> Task brief
Only the lines containing the string "await" are needed; copy all of them from the listing.
[[ Information, beginning ]]
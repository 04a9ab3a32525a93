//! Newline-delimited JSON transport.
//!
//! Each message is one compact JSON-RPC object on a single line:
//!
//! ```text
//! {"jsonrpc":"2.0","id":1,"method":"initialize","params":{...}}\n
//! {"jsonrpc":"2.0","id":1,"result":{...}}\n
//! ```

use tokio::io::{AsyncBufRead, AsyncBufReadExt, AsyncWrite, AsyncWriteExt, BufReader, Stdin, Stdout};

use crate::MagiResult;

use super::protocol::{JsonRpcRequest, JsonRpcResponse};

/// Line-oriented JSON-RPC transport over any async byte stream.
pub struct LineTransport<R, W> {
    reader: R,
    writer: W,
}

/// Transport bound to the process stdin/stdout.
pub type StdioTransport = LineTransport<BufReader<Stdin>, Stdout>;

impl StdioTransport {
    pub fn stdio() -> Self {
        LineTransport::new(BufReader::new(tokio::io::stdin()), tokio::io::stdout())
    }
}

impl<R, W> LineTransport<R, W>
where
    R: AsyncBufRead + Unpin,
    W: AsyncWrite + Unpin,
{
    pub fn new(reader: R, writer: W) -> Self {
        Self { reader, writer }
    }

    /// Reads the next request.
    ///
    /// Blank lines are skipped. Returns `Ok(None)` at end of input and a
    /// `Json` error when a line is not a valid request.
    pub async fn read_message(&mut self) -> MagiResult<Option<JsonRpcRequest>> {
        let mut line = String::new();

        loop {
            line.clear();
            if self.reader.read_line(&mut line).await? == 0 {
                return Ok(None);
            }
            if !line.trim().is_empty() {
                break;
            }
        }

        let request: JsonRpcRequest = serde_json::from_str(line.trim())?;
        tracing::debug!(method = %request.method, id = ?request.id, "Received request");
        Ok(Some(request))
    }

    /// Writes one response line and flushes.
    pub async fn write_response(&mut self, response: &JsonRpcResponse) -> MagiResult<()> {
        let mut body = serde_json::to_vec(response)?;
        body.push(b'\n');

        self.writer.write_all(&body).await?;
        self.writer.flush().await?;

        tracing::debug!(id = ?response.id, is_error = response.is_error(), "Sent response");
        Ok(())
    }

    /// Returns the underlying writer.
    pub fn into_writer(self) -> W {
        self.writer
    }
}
[[ Information, end ]]
> Solution
            if self.reader.read_line(&mut line).await? == 0 {
        self.writer.write_all(&body).await?;
        self.writer.flush().await?;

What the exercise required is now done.